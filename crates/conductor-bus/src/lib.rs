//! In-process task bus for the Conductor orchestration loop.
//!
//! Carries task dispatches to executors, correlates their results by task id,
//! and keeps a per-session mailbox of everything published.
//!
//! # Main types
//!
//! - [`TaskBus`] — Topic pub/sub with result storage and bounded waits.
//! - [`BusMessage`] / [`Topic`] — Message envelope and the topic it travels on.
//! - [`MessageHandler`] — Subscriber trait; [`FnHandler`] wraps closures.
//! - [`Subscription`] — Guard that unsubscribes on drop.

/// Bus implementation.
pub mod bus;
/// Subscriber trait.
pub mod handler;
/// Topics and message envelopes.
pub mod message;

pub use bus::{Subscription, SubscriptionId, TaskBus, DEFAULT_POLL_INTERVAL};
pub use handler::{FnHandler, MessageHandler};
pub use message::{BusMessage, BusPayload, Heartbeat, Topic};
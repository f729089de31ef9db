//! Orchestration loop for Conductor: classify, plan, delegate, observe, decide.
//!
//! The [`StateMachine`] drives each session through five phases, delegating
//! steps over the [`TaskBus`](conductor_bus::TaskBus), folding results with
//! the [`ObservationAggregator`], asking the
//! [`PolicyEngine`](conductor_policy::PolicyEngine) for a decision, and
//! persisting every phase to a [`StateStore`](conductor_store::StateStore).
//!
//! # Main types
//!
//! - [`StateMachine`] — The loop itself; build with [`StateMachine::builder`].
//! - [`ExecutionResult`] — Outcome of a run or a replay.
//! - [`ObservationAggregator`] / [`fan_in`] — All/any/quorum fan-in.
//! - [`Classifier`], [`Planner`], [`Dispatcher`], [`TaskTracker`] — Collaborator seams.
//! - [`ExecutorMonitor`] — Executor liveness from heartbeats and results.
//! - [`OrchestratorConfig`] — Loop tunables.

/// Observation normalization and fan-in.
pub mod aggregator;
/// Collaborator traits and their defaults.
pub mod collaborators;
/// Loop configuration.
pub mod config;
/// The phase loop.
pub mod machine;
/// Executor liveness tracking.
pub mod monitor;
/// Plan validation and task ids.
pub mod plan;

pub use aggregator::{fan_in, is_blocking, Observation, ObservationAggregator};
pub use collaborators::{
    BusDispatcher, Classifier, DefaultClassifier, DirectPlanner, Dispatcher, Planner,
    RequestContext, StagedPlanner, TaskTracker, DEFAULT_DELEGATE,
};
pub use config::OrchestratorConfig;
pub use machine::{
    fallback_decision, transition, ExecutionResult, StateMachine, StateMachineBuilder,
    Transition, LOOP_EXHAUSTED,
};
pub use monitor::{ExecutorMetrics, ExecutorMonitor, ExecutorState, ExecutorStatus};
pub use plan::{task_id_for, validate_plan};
-------
Full repetition needed. Write out every entry above exactly as given.

filename crates/conductor-bus/src/lib.rs
//! In-process task bus for the Conductor orchestration loop.
//!
//! Carries task dispatches to executors, correlates their results by task id,
//! and keeps a per-session mailbox of everything published.
//!
//! # Main types
//!
//! - [`TaskBus`] — Topic pub/sub with result storage and bounded waits.
//! - [`BusMessage`] / [`Topic`] — Message envelope and the topic it travels on.
//! - [`MessageHandler`] — Subscriber trait; [`FnHandler`] wraps closures.
//! - [`Subscription`] — Guard that unsubscribes on drop.

/// Bus implementation.
pub mod bus;
/// Subscriber trait.
pub mod handler;
/// Topics and message envelopes.
pub mod message;

pub use bus::{Subscription, SubscriptionId, TaskBus, DEFAULT_POLL_INTERVAL};
pub use handler::{FnHandler, MessageHandler};
pub use message::{BusMessage, BusPayload, Heartbeat, Topic};
repository f729089de31ef9db
//! Orchestration loop for Conductor: classify, plan, delegate, observe, decide.
//!
//! The [`StateMachine`] drives each session through five phases, delegating
//! steps over the [`TaskBus`](conductor_bus::TaskBus), folding results with
//! the [`ObservationAggregator`], asking the
//! [`PolicyEngine`](conductor_policy::PolicyEngine) for a decision, and
//! persisting every phase to a [`StateStore`](conductor_store::StateStore).
//!
//! # Main types
//!
//! - [`StateMachine`] — The loop itself; build with [`StateMachine::builder`].
//! - [`ExecutionResult`] — Outcome of a run or a replay.
//! - [`ObservationAggregator`] / [`fan_in`] — All/any/quorum fan-in.
//! - [`Classifier`], [`Planner`], [`Dispatcher`], [`TaskTracker`] — Collaborator seams.
//! - [`ExecutorMonitor`] — Executor liveness from heartbeats and results.
//! - [`OrchestratorConfig`] — Loop tunables.

/// Observation normalization and fan-in.
pub mod aggregator;
/// Collaborator traits and their defaults.
pub mod collaborators;
/// Loop configuration.
pub mod config;
/// The phase loop.
pub mod machine;
/// Executor liveness tracking.
pub mod monitor;
/// Plan validation and task ids.
pub mod plan;

pub use aggregator::{fan_in, is_blocking, Observation, ObservationAggregator};
pub use collaborators::{
    BusDispatcher, Classifier, DefaultClassifier, DirectPlanner, Dispatcher, Planner,
    RequestContext, StagedPlanner, TaskTracker, DEFAULT_DELEGATE,
};
pub use config::OrchestratorConfig;
pub use machine::{
    fallback_decision, transition, ExecutionResult, StateMachine, StateMachineBuilder,
    Transition, LOOP_EXHAUSTED,
};
pub use monitor::{ExecutorMetrics, ExecutorMonitor, ExecutorState, ExecutorStatus};
pub use plan::{task_id_for, validate_plan};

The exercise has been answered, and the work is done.